Species consciousness and instinct. (Introduction)

by dhw, Tuesday, October 29, 2013, 20:02 (4043 days ago) @ David Turell

dhw: How can an automaton have "leeway in choice"? With what faculty does it make its choice?-DAVID: No problem. the intelligent info in the DNA offeres A,b, or c as responses to varying stimuli.-A, b and c are the alternatives. You have not indicated the faculty that enables the automaton to make its choice between the three of them. If the choice itself is preprogrammed, there is no leeway.-dhw: Therefore according to your automaton theory ALL individual innovations and ALL species were divinely preprogrammed into the very first cells.-DAVID: That is not what I have written to you. The cells have limited choices, so there is an outcome of some variation.-And that is what I'm trying to clarify. There are usually limited choices, even when humans are placed in a certain situation. The question is the extent to which the organism makes its own decisions. An automaton has no freedom of choice. Even if the cells have "limited choices", they still can't be automatons!-dhw: If they were not all automatons preprogrammed to do so, and were not specially created, they must have had an internal mechanism that enabled them to work out their own individual, independent ways of coping with or exploiting the environment. Or, to quote a man whose opinions and learning I greatly respect: "the ability to respond with unique answers and [...] some degree of "epigenetic" decision-making." This applies all the way along the line from eukaryotes to trilobites to tyrannosauruses to Turells.-DAVID: Of course. that is why life is so inventive.

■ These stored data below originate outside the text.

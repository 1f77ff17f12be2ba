// src/schools/routes.rs

use axum::{routing::get, Router};

use super::handlers::{
    create_school, get_school, join_school, leave_school, list_schools, my_memberships,
    update_school,
};

pub fn schools_routes() -> Router {
    Router::new()
        .route("/api/schools", get(list_schools).post(create_school))
        .route("/api/schools/:id", get(get_school).put(update_school))
        .route(
            "/api/schools/:id/members",
            axum::routing::post(join_school).delete(leave_school),
        )
        .route("/api/memberships", get(my_memberships))
}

Six pairs of eyes. I don't know why it is so difficult to understand, until I remember you don't want to make choices. Only proof solid of every step from amoeba to humans. Good luck.-Once again, you are shifting the focus. I am weighing one theistic concept of evolution against another: 1) God preprogrammed everything from the start except for what he didn't preprogramme, and you ain't gonna tell me which you think is which, or how automatons are able to make their own (limited) decisions; 2) God created a mechanism that would enable organisms to cooperate intelligently and invent an almost limitless variety of living things. (The latter version need not be theistic, but this discussion is not about the existence of God, it's only about the process of evolution.) I do not need to make a choice ... there is no gun to my head. But without a more detailed explanation of the first, I find the second much easier to understand and visualize.